Assignment
Repeat the stretch of entries below from the line with "repository 80ae6181c15de6ff" through the line with "return Ok(None);". Include both ends and add nothing.

Supplied material
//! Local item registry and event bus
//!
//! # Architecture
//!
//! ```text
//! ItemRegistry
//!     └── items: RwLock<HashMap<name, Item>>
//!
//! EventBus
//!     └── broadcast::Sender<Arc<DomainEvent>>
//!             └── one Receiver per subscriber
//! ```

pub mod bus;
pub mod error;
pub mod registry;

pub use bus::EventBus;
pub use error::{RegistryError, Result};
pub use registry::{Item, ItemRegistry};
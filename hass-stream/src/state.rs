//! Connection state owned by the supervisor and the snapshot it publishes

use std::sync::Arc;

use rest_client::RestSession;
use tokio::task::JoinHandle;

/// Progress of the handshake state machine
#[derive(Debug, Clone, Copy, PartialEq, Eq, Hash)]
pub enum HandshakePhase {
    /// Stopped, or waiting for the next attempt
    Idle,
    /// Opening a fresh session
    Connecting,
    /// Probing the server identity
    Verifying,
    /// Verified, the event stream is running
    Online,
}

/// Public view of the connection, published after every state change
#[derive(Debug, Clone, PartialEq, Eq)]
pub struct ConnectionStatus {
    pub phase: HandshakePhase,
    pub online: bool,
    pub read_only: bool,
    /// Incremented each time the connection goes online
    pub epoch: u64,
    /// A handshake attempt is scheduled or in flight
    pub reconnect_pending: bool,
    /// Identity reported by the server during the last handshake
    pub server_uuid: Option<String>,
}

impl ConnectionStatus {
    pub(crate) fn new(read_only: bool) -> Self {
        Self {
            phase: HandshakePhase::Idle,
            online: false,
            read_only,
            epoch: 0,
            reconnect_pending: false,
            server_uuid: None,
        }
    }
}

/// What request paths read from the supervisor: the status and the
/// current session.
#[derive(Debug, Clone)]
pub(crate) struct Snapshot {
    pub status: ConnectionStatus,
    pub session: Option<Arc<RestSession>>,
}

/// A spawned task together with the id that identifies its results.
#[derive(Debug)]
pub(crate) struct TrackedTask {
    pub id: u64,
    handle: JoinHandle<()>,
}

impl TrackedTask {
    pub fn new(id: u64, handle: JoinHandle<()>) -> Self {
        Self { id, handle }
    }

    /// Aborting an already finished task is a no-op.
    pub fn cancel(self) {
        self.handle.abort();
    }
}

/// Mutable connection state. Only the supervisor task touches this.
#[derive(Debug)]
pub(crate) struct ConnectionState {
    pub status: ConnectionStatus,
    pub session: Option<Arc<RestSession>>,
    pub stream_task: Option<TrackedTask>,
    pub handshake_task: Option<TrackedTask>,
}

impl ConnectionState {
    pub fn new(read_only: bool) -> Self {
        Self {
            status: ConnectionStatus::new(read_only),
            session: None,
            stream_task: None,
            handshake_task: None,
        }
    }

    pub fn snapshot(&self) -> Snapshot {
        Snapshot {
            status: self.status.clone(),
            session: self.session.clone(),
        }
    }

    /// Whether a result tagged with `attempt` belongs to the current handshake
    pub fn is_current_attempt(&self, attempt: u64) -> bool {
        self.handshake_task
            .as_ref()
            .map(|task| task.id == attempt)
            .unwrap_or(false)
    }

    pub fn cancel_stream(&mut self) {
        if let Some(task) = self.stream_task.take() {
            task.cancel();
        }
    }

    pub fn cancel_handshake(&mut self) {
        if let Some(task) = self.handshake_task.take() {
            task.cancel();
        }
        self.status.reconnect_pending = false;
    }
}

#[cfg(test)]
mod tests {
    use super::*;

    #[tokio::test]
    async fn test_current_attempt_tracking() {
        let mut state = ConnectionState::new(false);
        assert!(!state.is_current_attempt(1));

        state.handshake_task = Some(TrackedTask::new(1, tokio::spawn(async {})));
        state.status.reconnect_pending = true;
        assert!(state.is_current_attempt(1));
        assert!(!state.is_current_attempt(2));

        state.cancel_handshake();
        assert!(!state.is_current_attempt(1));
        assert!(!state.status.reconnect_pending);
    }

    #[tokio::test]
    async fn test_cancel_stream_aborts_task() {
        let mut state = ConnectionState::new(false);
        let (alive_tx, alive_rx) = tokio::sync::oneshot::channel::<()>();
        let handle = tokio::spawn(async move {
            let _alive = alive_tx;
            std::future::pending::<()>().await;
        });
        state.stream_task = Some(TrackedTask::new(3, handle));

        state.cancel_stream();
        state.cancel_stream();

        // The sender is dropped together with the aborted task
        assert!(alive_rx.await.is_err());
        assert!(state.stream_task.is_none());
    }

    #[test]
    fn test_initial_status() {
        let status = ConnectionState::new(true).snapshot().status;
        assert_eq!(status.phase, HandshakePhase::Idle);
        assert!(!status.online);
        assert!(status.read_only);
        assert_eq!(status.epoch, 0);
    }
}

...

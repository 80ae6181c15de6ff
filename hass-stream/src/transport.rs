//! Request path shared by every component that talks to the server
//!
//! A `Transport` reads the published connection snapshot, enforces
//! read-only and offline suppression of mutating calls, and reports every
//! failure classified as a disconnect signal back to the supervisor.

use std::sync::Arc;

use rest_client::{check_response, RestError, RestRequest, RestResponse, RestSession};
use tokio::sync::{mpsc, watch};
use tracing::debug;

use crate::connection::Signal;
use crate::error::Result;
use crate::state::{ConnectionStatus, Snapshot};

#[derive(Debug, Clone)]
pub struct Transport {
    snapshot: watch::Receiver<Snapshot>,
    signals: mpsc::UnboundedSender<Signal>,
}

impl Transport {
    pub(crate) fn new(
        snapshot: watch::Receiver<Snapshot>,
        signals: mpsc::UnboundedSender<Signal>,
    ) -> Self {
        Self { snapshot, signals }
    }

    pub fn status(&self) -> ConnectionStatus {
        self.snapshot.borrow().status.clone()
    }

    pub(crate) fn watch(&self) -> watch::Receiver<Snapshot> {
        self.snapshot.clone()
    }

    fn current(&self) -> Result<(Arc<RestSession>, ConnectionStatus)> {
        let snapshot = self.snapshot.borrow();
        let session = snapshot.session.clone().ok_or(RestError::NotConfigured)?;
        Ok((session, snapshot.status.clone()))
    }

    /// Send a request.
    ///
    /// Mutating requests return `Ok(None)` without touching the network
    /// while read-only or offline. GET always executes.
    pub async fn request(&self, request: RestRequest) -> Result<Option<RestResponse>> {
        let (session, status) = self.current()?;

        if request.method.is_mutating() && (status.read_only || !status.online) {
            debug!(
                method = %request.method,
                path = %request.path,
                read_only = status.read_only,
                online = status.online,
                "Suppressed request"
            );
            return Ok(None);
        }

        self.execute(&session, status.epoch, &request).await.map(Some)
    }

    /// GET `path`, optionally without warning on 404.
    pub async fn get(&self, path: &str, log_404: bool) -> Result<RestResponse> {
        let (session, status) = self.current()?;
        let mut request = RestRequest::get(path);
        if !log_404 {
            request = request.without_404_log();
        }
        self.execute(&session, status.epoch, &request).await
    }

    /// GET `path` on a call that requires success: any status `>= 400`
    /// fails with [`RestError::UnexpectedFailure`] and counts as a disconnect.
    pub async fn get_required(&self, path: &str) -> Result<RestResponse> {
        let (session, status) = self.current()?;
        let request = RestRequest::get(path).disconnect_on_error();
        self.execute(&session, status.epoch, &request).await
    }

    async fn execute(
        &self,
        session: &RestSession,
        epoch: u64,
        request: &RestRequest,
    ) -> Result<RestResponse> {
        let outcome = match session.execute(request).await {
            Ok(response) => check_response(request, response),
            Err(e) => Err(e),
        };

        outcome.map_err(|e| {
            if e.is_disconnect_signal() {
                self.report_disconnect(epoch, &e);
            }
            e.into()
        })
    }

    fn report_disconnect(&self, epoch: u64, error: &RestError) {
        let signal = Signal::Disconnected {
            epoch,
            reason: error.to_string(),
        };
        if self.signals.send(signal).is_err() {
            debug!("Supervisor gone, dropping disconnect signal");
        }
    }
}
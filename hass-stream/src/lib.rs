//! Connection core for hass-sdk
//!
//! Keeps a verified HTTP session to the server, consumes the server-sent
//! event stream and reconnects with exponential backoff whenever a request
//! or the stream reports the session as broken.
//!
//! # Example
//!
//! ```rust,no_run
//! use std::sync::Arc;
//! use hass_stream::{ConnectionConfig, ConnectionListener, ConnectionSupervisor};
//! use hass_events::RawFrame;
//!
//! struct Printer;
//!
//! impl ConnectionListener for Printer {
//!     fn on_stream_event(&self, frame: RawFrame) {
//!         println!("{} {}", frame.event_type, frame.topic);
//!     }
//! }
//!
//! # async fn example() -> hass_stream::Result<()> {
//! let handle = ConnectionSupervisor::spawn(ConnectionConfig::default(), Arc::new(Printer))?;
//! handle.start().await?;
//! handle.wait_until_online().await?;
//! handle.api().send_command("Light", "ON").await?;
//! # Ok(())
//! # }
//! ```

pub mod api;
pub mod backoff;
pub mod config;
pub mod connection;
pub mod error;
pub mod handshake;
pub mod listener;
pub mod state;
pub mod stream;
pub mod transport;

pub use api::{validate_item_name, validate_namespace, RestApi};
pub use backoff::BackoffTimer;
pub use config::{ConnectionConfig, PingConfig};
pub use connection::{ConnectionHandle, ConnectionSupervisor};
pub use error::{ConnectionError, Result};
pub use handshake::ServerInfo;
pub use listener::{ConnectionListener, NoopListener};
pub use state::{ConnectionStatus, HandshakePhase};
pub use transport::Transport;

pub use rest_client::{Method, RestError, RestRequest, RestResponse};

Response
repository 80ae6181c15de6ff
filename hass-stream/src/transport.rs
//! Request path shared by every component that talks to the server
//!
//! A `Transport` reads the published connection snapshot, enforces
//! read-only and offline suppression of mutating calls, and reports every
//! failure classified as a disconnect signal back to the supervisor.

use std::sync::Arc;

use rest_client::{check_response, RestError, RestRequest, RestResponse, RestSession};
use tokio::sync::{mpsc, watch};
use tracing::debug;

use crate::connection::Signal;
use crate::error::Result;
use crate::state::{ConnectionStatus, Snapshot};

#[derive(Debug, Clone)]
pub struct Transport {
    snapshot: watch::Receiver<Snapshot>,
    signals: mpsc::UnboundedSender<Signal>,
}

impl Transport {
    pub(crate) fn new(
        snapshot: watch::Receiver<Snapshot>,
        signals: mpsc::UnboundedSender<Signal>,
    ) -> Self {
        Self { snapshot, signals }
    }

    pub fn status(&self) -> ConnectionStatus {
        self.snapshot.borrow().status.clone()
    }

    pub(crate) fn watch(&self) -> watch::Receiver<Snapshot> {
        self.snapshot.clone()
    }

    fn current(&self) -> Result<(Arc<RestSession>, ConnectionStatus)> {
        let snapshot = self.snapshot.borrow();
        let session = snapshot.session.clone().ok_or(RestError::NotConfigured)?;
        Ok((session, snapshot.status.clone()))
    }

    /// Send a request.
    ///
    /// Mutating requests return `Ok(None)` without touching the network
    /// while read-only or offline. GET always executes.
    pub async fn request(&self, request: RestRequest) -> Result<Option<RestResponse>> {
        let (session, status) = self.current()?;

        if request.method.is_mutating() && (status.read_only || !status.online) {
            debug!(
                method = %request.method,
                path = %request.path,
                read_only = status.read_only,
                online = status.online,
                "Suppressed request"
            );
            return Ok(None);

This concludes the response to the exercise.